Kurdish forces, allied with the dissident faction Jaish al-Thuwar, have been attacking rebel-held areas to the west and north of Aleppo city. Since Friday, they have occupied three villages near the town of Azaz, close to the Turkish border.

See Syria Daily, Jan 4: Kurds Claim Further Advance Against Rebels

Starvation in Madaya: “The Very Old and Very Young Are Dying”

Vice News adds testimony from besieged Madaya, southwest of Damascus, about the threat of starvation for 40,000 residents.

Rajai, a teacher, told the site that he had lost 50 pounds since the siege began in July.

I had strawberry leaves for dinner today. I haven’t had a real meal in three months….

Kids are eating leaves off the trees, and the very old and very young are dying.

See also Syria Feature: Threat of Starvation in Another Town Near Damascus

Loay, a student, was forced to relocate with his mother when Hezbollah and regime forces tried to overrun nearby Zabadani: “They [the regime] said: Go to Madaya. There you will die, from starvation.”

His mother Umm Mohamad, says, “My only dream is to have a piece of bread.”

Madaya was cut off last summer when the Hezbollah-led offensive was launched on Zabadani. Despite a ceasefire in late September, the Syrian military maintained the blockade on food and supplies.

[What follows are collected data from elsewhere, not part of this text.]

//! Error types for the fieldconf core library
//!
//! Processors themselves never fail. These errors surface only at the
//! boundaries around them: decoding untyped settings, the opt-in structural
//! validation stage, and host-supplied option loaders.

use std::fmt;
use thiserror::Error;
use serde::{Deserialize, Serialize};

/// Main error type for fieldconf operations
#[derive(Error, Debug)]
pub enum Error {
    /// Structural validation rejected a processed value
    #[error("Validation failed at {path}: {message}")]
    Validation {
        path: String,
        message: String,
    },

    /// Settings JSON could not be decoded for the declared kind
    #[error("Invalid settings for kind '{kind}': {message}")]
    Settings {
        kind: String,
        message: String,
        #[source]
        source: serde_json::Error,
    },

    /// A kind name that is not part of the registry
    #[error("Unknown field config kind: {kind}")]
    UnknownKind {
        kind: String,
    },

    /// A host option loader failed
    #[error("Option loader failed: {message}")]
    OptionsLoader {
        message: String,
        #[source]
        source: Option<anyhow::Error>,
    },

    /// JSON parsing and serialization errors
    #[error("JSON error: {message}")]
    Json {
        message: String,
        #[source]
        source: serde_json::Error,
    },

    /// Generic internal error with context
    #[error("Internal error: {message}")]
    Internal {
        message: String,
        #[source]
        source: anyhow::Error,
    },
}

/// Convenience type alias for Results using our Error type
pub type Result<T> = std::result::Result<T, Error>;

/// Severity levels for validation issues
#[derive(Debug, Clone, Copy, PartialEq, Eq, PartialOrd, Ord, Serialize, Deserialize)]
#[serde(rename_all = "lowercase")]
pub enum Severity {
    /// Informational, no action required
    Info,
    /// Warning, should be reviewed
    Warning,
    /// Error, the value is structurally unusable
    Error,
}

impl fmt::Display for Severity {
    fn fmt(&self, f: &mut fmt::Formatter<'_>) -> fmt::Result {
        match self {
            Severity::Info => write!(f, "info"),
            Severity::Warning => write!(f, "warning"),
            Severity::Error => write!(f, "error"),
        }
    }
}

impl From<serde_json::Error> for Error {
    fn from(err: serde_json::Error) -> Self {
        Error::Json {
            message: err.to_string(),
            source: err,
        }
    }
}

impl From<anyhow::Error> for Error {
    fn from(err: anyhow::Error) -> Self {
        Error::Internal {
            message: err.to_string(),
            source: err,
        }
    }
}
//! Template variable replacement capability
//!
//! The host owns variable expansion. The pipeline receives it as an injected
//! [`VariableReplacer`] and only calls it for string overrides whose settings
//! opt in with `expandTemplateVars`.

use crate::types::ScopedVars;
use regex::{Captures, Regex};
use std::collections::HashMap;
use std::fmt;
use std::sync::OnceLock;

/// Substitutes template variables in a string
pub trait VariableReplacer: Send + Sync {
    fn replace(&self, template: &str, scoped_vars: &ScopedVars) -> String;
}

impl<F> VariableReplacer for F
where
    F: Fn(&str, &ScopedVars) -> String + Send + Sync,
{
    fn replace(&self, template: &str, scoped_vars: &ScopedVars) -> String {
        self(template, scoped_vars)
    }
}

impl fmt::Debug for dyn VariableReplacer {
    fn fmt(&self, f: &mut fmt::Formatter<'_>) -> fmt::Result {
        f.write_str("VariableReplacer")
    }
}

static VARIABLE_REGEX: OnceLock<Regex> = OnceLock::new();

fn variable_regex() -> &'static Regex {
    VARIABLE_REGEX.get_or_init(|| {
        Regex::new(r"\$\{(\w+)(?::[^}]+)?\}|\[\[(\w+)(?::\w+)?\]\]|\$(\w+)")
            .expect("variable pattern is valid")
    })
}

/// Expands `$name`, `${name}` and `[[name]]`
///
/// Scoped variables win over globals. Unknown variables are left untouched.
#[derive(Debug, Clone, Default)]
pub struct ScopedVarsReplacer {
    globals: HashMap<String, String>,
}

impl ScopedVarsReplacer {
    pub fn new() -> Self {
        Self::default()
    }

    /// Replacer with a fixed set of dashboard-level variables
    pub fn with_globals(globals: HashMap<String, String>) -> Self {
        Self { globals }
    }

    pub fn set_global(&mut self, name: impl Into<String>, value: impl Into<String>) {
        self.globals.insert(name.into(), value.into());
    }

    fn lookup<'a>(&'a self, name: &str, scoped_vars: &'a ScopedVars) -> Option<&'a str> {
        scoped_vars
            .get(name)
            .map(|var| var.text.as_str())
            .or_else(|| self.globals.get(name).map(String::as_str))
    }
}

impl VariableReplacer for ScopedVarsReplacer {
    fn replace(&self, template: &str, scoped_vars: &ScopedVars) -> String {
        variable_regex()
            .replace_all(template, |caps: &Captures| {
                let name = caps
                    .get(1)
                    .or_else(|| caps.get(2))
                    .or_else(|| caps.get(3))
                    .map(|m| m.as_str())
                    .unwrap_or_default();

                match self.lookup(name, scoped_vars) {
                    Some(text) => text.to_string(),
                    None => caps[0].to_string(),
                }
            })
            .into_owned()
    }
}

Local activists say more than 30 people have starved to death and hundreds of infants are at risk. On Monday, reports said three civilians were killed and others wounded as they tried to flee the town, while Hezbollah fighters shot dead two men who were smuggling in food.

Dr. Ammar Ghanem of the Syrian-American Medical Society says the threat is compounded by the lack of medical services:

They have no supplies, and no training — one of their only doctors is a veterinarian who is now operating on humans.

We would like to send in supplies, but of course, we cannot get through the blockade.

Rajai the teacher says he has little hope: “Sure, people may read about us if you write something. But when they finish reading, they’ll forget us.”